After the 1954 tournament, professional football was introduced within the KNVB, which was not intending to keep up with the amateur spirit of the Zilveren Voetbal Commissie (ZVC), and thus, no tournament was held in 1955, since the organizers were committed to amateurism. In 1956, ZVC tried once more to hold the tournament in Rotterdam with only amateur associations, and indeed, this final edition was contested between eight amateur clubs. In the final match, HVV beat CVV and was thus the last to win it, and due to the subsequent abolition of the ZVC, HVV came into possession of the fourth and last Silver Ball.

===Revival===
On 15 November 2010, Feyenoord and Sparta announced that they wanted to restore the Silver Ball tradition. An interesting detail is that both clubs were permanently excluded from participating in this tournament as professional clubs in 1956, because professional football did not fit the amateur spirit of the Zilveren Bal.

A somewhat peculiar epilogue followed more than half a century after the last edition in Rotterdam, when the two record winners, Feyenoord (as they are spelled since 1971) and Sparta Rotterdam (who added the name of their home city to their official denomination in 2004) organized a match at Spangen on 5 January 2011 to "restore the tradition". However, they failed to follow that tradition since the original tournament was never a one-off match, never was played in the winter, or ever allowed the entrance of professional clubs. The 2011 match finished 4–2 for Feyenoord, but was not repeated, thanks at least in part to vocal public outrage generated by indignant football historians.

==The tournament==
The tournament format is exactly the same as that of any other cup tournament. It is a one-off knock-out competition.

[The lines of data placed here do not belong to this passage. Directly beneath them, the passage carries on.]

impl AllocationRequest {
    /// Creates a request with the grade-weighted policy and seed 0.
    pub fn new(candidates: Vec<Candidate>) -> Self {
        Self {
            candidates,
            ..Default::default()
        }
    }

    /// Sets the duplicate-name policy.
    pub fn with_duplicate_policy(mut self, policy: DuplicateNamePolicy) -> Self {
        self.duplicate_policy = policy;
        self
    }

    /// Sets the quotas.
    pub fn with_quotas(mut self, quotas: Quota) -> Self {
        self.quotas = quotas;
        self
    }

    /// Sets the constraints.
    pub fn with_constraints(mut self, constraints: Constraints) -> Self {
        self.constraints = constraints;
        self
    }

    /// Adds a locked entry.
    pub fn with_locked(mut self, entry: impl Into<LockedEntry>) -> Self {
        self.locked.push(entry.into());
        self
    }

    /// Sets the ranking policy identifier.
    pub fn with_policy(mut self, policy: impl Into<String>) -> Self {
        self.policy = policy.into();
        self
    }

    /// Sets the random seed.
    pub fn with_seed(mut self, seed: u64) -> Self {
        self.seed = seed;
        self
    }

    /// Validates and runs the request.
    ///
    /// Policy-name problems are reported together with all other
    /// validation errors.
    pub fn run(&self) -> Result<AllocationResult, AllocationError> {
        let pool = CandidatePool::with_policy(self.candidates.clone(), self.duplicate_policy);

        let mut errors = validate_request(&pool, &self.quotas, &self.constraints)
            .err()
            .unwrap_or_default();
        let kind = match validate_policy_name(&self.policy) {
            Ok(kind) => Some(kind),
            Err(e) => {
                errors.push(e);
                None
            }
        };

        match kind {
            Some(kind) if errors.is_empty() => {
                let policy = kind.policy();
                Ok(allocate_validated(
                    &pool,
                    &self.quotas,
                    &self.constraints,
                    &self.locked,
                    policy.as_ref(),
                    self.seed,
                ))
            }
            _ => Err(AllocationError::InvalidRequest(errors)),
        }
    }
}
//! Constraint pipeline.
//!
//! Composes eligibility rules into a single AND-ed test.

use std::collections::BTreeSet;
use std::sync::Arc;

use super::rules::{
    AffiliationAllowList, AssignmentCeiling, DenyList, HeightWithin, NotExcluded,
    PositionPattern, TagField,
};
use super::{Constraints, EligibilityRule};
use crate::models::{Candidate, LockedEntry};

/// An ordered set of eligibility rules.
///
/// A candidate is eligible when every rule admits it.
///
/// # Example
/// ```
/// use u_roster::constraints::{ConstraintPipeline, Constraints};
/// use u_roster::models::Candidate;
///
/// let constraints = Constraints::new().deny_grade("F");
/// let pipeline = ConstraintPipeline::from_constraints(&constraints, &[]);
///
/// let pool = vec![
///     Candidate::new("A", "One").with_grade("F"),
///     Candidate::new("B", "Two").with_grade("B"),
/// ];
/// let eligible = pipeline.filter(&pool);
/// assert_eq!(eligible.len(), 1);
/// assert_eq!(pipeline.explain(&pool[0]), Some("DENY_GRADE"));
/// ```
#[derive(Clone, Default)]
pub struct ConstraintPipeline {
    rules: Vec<Arc<dyn EligibilityRule>>,
}

impl ConstraintPipeline {
    /// Creates an empty pipeline (admits everyone).
    pub fn new() -> Self {
        Self { rules: Vec::new() }
    }

    /// Appends a rule.
    pub fn with_rule<R: EligibilityRule + 'static>(mut self, rule: R) -> Self {
        self.rules.push(Arc::new(rule));
        self
    }

    /// Builds the pipeline for one allocation.
    ///
    /// Names in exclusion sets, the roster draft, and `locked` are all
    /// blocked from new allocation. Rules with nothing to check are left out.
    pub fn from_constraints(constraints: &Constraints, locked: &[LockedEntry]) -> Self {
        let mut pipeline = Self::new().with_rule(AffiliationAllowList::new(
            constraints.affiliations.clone(),
            constraints.empty_affiliation,
        ));

        let deny_lists = [
            (TagField::Grade, &constraints.denied_grades),
            (TagField::AdminDuty, &constraints.denied_admin_duties),
            (TagField::Athlete, &constraints.denied_athlete_tags),
            (TagField::Club, &constraints.denied_clubs),
            (TagField::Position, &constraints.denied_positions),
        ];
        for (field, denied) in deny_lists {
            if !denied.is_empty() {
                pipeline = pipeline.with_rule(DenyList::new(field, denied.clone()));
            }
        }

        if !constraints.position_patterns.is_empty() {
            pipeline =
                pipeline.with_rule(PositionPattern::new(constraints.position_patterns.clone()));
        }
        if let Some(range) = constraints.height_range {
            pipeline = pipeline.with_rule(HeightWithin(range));
        }
        if let Some(max) = constraints.max_times_assigned {
            pipeline = pipeline.with_rule(AssignmentCeiling(max));
        }

        let mut blocked: BTreeSet<String> = constraints
            .excluded_names()
            .iter()
            .map(str::to_string)
            .collect();
        blocked.extend(constraints.draft_names.iter().cloned());
        blocked.extend(locked.iter().map(|l| l.name().to_string()));
        if !blocked.is_empty() {
            pipeline = pipeline.with_rule(NotExcluded::new(blocked));
        }

        pipeline
    }

    /// Whether every rule admits the candidate.
    pub fn admits(&self, candidate: &Candidate) -> bool {
        self.rules.iter().all(|r| r.admits(candidate))
    }

    /// Name of the first rule rejecting the candidate, if any.
    pub fn explain(&self, candidate: &Candidate) -> Option<&'static str> {
        self.rules
            .iter()
            .find(|r| !r.admits(candidate))
            .map(|r| r.name())
    }

    /// Eligible candidates, in input order.
    pub fn filter<'a>(&self, candidates: &'a [Candidate]) -> Vec<&'a Candidate> {
        candidates.iter().filter(|c| self.admits(c)).collect()
    }

    /// Number of rules.
    pub fn len(&self) -> usize {
        self.rules.len()
    }

    /// Whether the pipeline has no rules.
    pub fn is_empty(&self) -> bool {
        self.rules.is_empty()
    }

    /// Rule names in evaluation order.
    pub fn rule_names(&self) -> Vec<&'static str> {
        self.rules.iter().map(|r| r.name()).collect()
    }
}

impl std::fmt::Debug for ConstraintPipeline {
    fn fmt(&self, f: &mut std::fmt::Formatter<'_>) -> std::fmt::Result {
        f.debug_struct("ConstraintPipeline")
            .field("rules", &self.rule_names())
            .finish()
    }
}
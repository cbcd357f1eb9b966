//! Roster assembly.
//!
//! Merges locked and newly allocated entries into the final numbered roster.

use std::cmp::Reverse;
use std::collections::HashSet;
use tracing::warn;

use crate::models::{Candidate, EntrySource, LockedEntry, Roster, RosterEntry};

/// An assembled roster plus any duplicates that had to be dropped.
///
/// `duplicates` is empty under correct upstream behavior; a non-empty list
/// means the caller's inputs (or the allocator) broke the uniqueness
/// invariant.
#[derive(Debug, Clone, Default, PartialEq)]
pub struct AssembledRoster {
    /// The final roster.
    pub roster: Roster,
    /// Names dropped because an earlier entry already held them.
    pub duplicates: Vec<String>,
}

/// Roster assembler.
#[derive(Debug, Clone, Copy, Default)]
pub struct RosterAssembler;

impl RosterAssembler {
    /// Creates an assembler.
    pub fn new() -> Self {
        Self
    }

    /// Builds the final roster.
    ///
    /// # Algorithm
    /// 1. Concatenate locked entries (given order) with allocated entries.
    /// 2. Drop later entries whose name is already present; locked wins.
    /// 3. Stable-sort by cohort, highest first; unparsable cohorts last.
    /// 4. Number entries 1..N.
    pub fn assemble(&self, locked: &[LockedEntry], allocated: &[&Candidate]) -> AssembledRoster {
        let mut seen: HashSet<&str> = HashSet::new();
        let mut duplicates = Vec::new();
        let mut entries: Vec<RosterEntry> = Vec::with_capacity(locked.len() + allocated.len());

        let combined = locked
            .iter()
            .map(|l| (&l.candidate, EntrySource::Locked))
            .chain(allocated.iter().map(|&c| (c, EntrySource::Allocated)));

        for (candidate, source) in combined {
            if !seen.insert(candidate.name.as_str()) {
                warn!(name = %candidate.name, ?source, "duplicate roster entry dropped");
                duplicates.push(candidate.name.clone());
                continue;
            }
            entries.push(RosterEntry {
                sequence: 0,
                source,
                candidate: candidate.clone(),
            });
        }

        entries.sort_by_key(|e| Reverse(e.candidate.cohort_key()));
        for (i, entry) in entries.iter_mut().enumerate() {
            entry.sequence = i + 1;
        }

        AssembledRoster {
            roster: Roster { entries },
            duplicates,
        }
    }
}

#[cfg(test)]
mod tests {
    use super::*;

    fn person(name: &str, cohort: &str) -> Candidate {
        Candidate::from_full_name(name).with_cohort(cohort)
    }

    #[test]
    fn test_sorted_by_cohort_and_numbered() {
        let locked = vec![LockedEntry::new(person("L One", "2"))];
        let pool = [person("A One", "3"), person("B Two", "4"), person("C Three", "3")];
        let allocated: Vec<&Candidate> = pool.iter().collect();

        let out = RosterAssembler::new().assemble(&locked, &allocated);
        let names: Vec<&str> = out.roster.names().collect();
        assert_eq!(names, vec!["B Two", "A One", "C Three", "L One"]);
        let seqs: Vec<usize> = out.roster.entries.iter().map(|e| e.sequence).collect();
        assert_eq!(seqs, vec![1, 2, 3, 4]);
        assert!(out.duplicates.is_empty());
    }

    #[test]
    fn test_locked_first_within_cohort() {
        let locked = vec![
            LockedEntry::new(person("L2 X", "4")),
            LockedEntry::new(person("L1 X", "4")),
        ];
        let pool = [person("A X", "4")];
        let allocated: Vec<&Candidate> = pool.iter().collect();

        let out = RosterAssembler::new().assemble(&locked, &allocated);
        let names: Vec<&str> = out.roster.names().collect();
        assert_eq!(names, vec!["L2 X", "L1 X", "A X"]);
        assert_eq!(out.roster.entries[2].source, EntrySource::Allocated);
    }

    #[test]
    fn test_locked_wins_over_duplicate() {
        let locked = vec![LockedEntry::new(person("A One", "4").with_grade("locked"))];
        let pool = [person("A One", "4").with_grade("allocated")];
        let allocated: Vec<&Candidate> = pool.iter().collect();

        let out = RosterAssembler::new().assemble(&locked, &allocated);
        assert_eq!(out.roster.len(), 1);
        assert_eq!(out.roster.entries[0].candidate.grade, "locked");
        assert_eq!(out.roster.entries[0].source, EntrySource::Locked);
        assert_eq!(out.duplicates, vec!["A One".to_string()]);
    }

    #[test]
    fn test_unparsable_cohort_sorts_last() {
        let locked = vec![LockedEntry::new(person("Typed In", "?"))];
        let pool = [person("A One", "1")];
        let allocated: Vec<&Candidate> = pool.iter().collect();

        let out = RosterAssembler::new().assemble(&locked, &allocated);
        let names: Vec<&str> = out.roster.names().collect();
        assert_eq!(names, vec!["A One", "Typed In"]);
    }

    #[test]
    fn test_assembly_is_repeatable() {
        let locked = vec![LockedEntry::new(person("L One", "3"))];
        let pool = [person("A One", "4"), person("B Two", "3")];
        let allocated: Vec<&Candidate> = pool.iter().collect();

        let first = RosterAssembler::new().assemble(&locked, &allocated);
        let second = RosterAssembler::new().assemble(&locked, &allocated);
        assert_eq!(first, second);
    }

    #[test]
    fn test_empty_inputs() {
        let out = RosterAssembler::new().assemble(&[], &[]);
        assert!(out.roster.is_empty());
    }
}
//! Quota-constrained selection.
//!
//! # Algorithm
//!
//! 1. Walk cohorts from highest to lowest.
//! 2. Take the still-available eligible candidates of that cohort.
//! 3. Rank them with the policy and take a prefix of the requested size.
//! 4. Remove the picks from the shared pool.
//! 5. Record a shortfall if fewer were available than requested.
//!
//! Processing order matters: a person picked for a higher cohort is no
//! longer available to a lower one.
//!
//! # Complexity
//! O(k * n log n) where k=cohorts, n=eligible candidates.

use rand::RngCore;
use serde::{Deserialize, Serialize};
use std::collections::HashSet;
use tracing::{debug, warn};

use crate::models::{Candidate, CohortKey, ShortfallRecord};
use crate::ranking::RankingPolicy;

/// Requested vs. achieved head-count for one cohort.
#[derive(Debug, Clone, Copy, PartialEq, Eq, Serialize, Deserialize)]
pub struct CohortOutcome {
    /// Cohort bucket.
    pub cohort: CohortKey,
    /// Requested head-count.
    pub requested: usize,
    /// Eligible candidates available when the cohort was processed.
    pub available: usize,
    /// Head-count allocated.
    pub assigned: usize,
}

impl CohortOutcome {
    /// Shortfall record, if the quota was not met.
    pub fn shortfall(&self) -> Option<ShortfallRecord> {
        (self.assigned < self.requested)
            .then(|| ShortfallRecord::new(self.cohort, self.requested, self.assigned))
    }
}

/// Selection for a single ranked cohort list.
#[derive(Debug, Clone, PartialEq)]
pub struct CohortAllocation<'a> {
    /// Picked candidates, in rank order.
    pub selected: Vec<&'a Candidate>,
    /// Set when fewer candidates were available than requested.
    pub shortfall: Option<usize>,
}

/// Result of allocating every cohort.
#[derive(Debug, Clone, Default)]
pub struct QuotaOutcome<'a> {
    /// Picks across all cohorts, highest cohort first, rank order within.
    pub selected: Vec<&'a Candidate>,
    /// Per-cohort outcome, in processing order.
    pub cohorts: Vec<CohortOutcome>,
}

impl QuotaOutcome<'_> {
    /// Shortfall records for cohorts that were not filled.
    pub fn shortfalls(&self) -> Vec<ShortfallRecord> {
        self.cohorts.iter().filter_map(CohortOutcome::shortfall).collect()
    }
}

/// Quota allocator.
///
/// # Example
/// ```
/// use rand::SeedableRng;
/// use rand_chacha::ChaCha8Rng;
/// use u_roster::allocation::QuotaAllocator;
/// use u_roster::models::{Candidate, CohortKey};
/// use u_roster::ranking::Uniform;
///
/// let pool = vec![
///     Candidate::new("A", "One").with_cohort("4"),
///     Candidate::new("B", "Two").with_cohort("3"),
/// ];
/// let eligible: Vec<&Candidate> = pool.iter().collect();
/// let mut rng = ChaCha8Rng::seed_from_u64(0);
///
/// let outcome = QuotaAllocator::new().allocate_cohorts(
///     &eligible,
///     &[(CohortKey::new(4), 2), (CohortKey::new(3), 1)],
///     &Uniform,
///     &mut rng,
/// );
/// assert_eq!(outcome.selected.len(), 2);
/// assert_eq!(outcome.shortfalls()[0].cohort, CohortKey::new(4));
/// ```
#[derive(Debug, Clone, Copy, Default)]
pub struct QuotaAllocator;

impl QuotaAllocator {
    /// Creates an allocator.
    pub fn new() -> Self {
        Self
    }

    /// Takes the first `requested` entries of a ranked list.
    ///
    /// `shortfall` holds the missing count when the list is too short.
    pub fn allocate<'a>(&self, ranked: &[&'a Candidate], requested: usize) -> CohortAllocation<'a> {
        let take = requested.min(ranked.len());
        CohortAllocation {
            selected: ranked[..take].to_vec(),
            shortfall: (take < requested).then_some(requested - take),
        }
    }

    /// Allocates every cohort against a shared pool.
    ///
    /// `cohorts` must already be in processing order (highest first);
    /// [`Quota::cohorts_descending`](crate::models::Quota::cohorts_descending)
    /// produces that order. Each candidate is picked at most once.
    pub fn allocate_cohorts<'a>(
        &self,
        eligible: &[&'a Candidate],
        cohorts: &[(CohortKey, usize)],
        policy: &dyn RankingPolicy,
        rng: &mut dyn RngCore,
    ) -> QuotaOutcome<'a> {
        let mut taken: HashSet<&str> = HashSet::new();
        let mut outcome = QuotaOutcome::default();

        for &(cohort, requested) in cohorts {
            let available: Vec<&'a Candidate> = eligible
                .iter()
                .copied()
                .filter(|c| c.cohort_key() == Some(cohort) && !taken.contains(c.name.as_str()))
                .collect();
            let available_count = available.len();

            let ranked = policy.rank(available, rng);
            let allocation = self.allocate(&ranked, requested);

            for c in &allocation.selected {
                taken.insert(c.name.as_str());
            }

            debug!(
                %cohort,
                requested,
                available = available_count,
                assigned = allocation.selected.len(),
                policy = policy.name(),
                "cohort allocated"
            );
            if let Some(missing) = allocation.shortfall {
                warn!(%cohort, requested, missing, "quota shortfall");
            }

            outcome.cohorts.push(CohortOutcome {
                cohort,
                requested,
                available: available_count,
                assigned: allocation.selected.len(),
            });
            outcome.selected.extend(allocation.selected);
        }

        outcome
    }
}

All tournaments below were held in Rotterdam (at the various grounds of Sparta), with two exceptions: the 1907 edition was played in Haarlem because Sparta's stadium was undergoing renovation (HVV would have liked to have organized it in Den Haag, but the ZVC preferred the financial arrangements offered in Haarlem) and the 1909 edition, which was moved to Den Haag because of an outbreak of cholera in Rotterdam.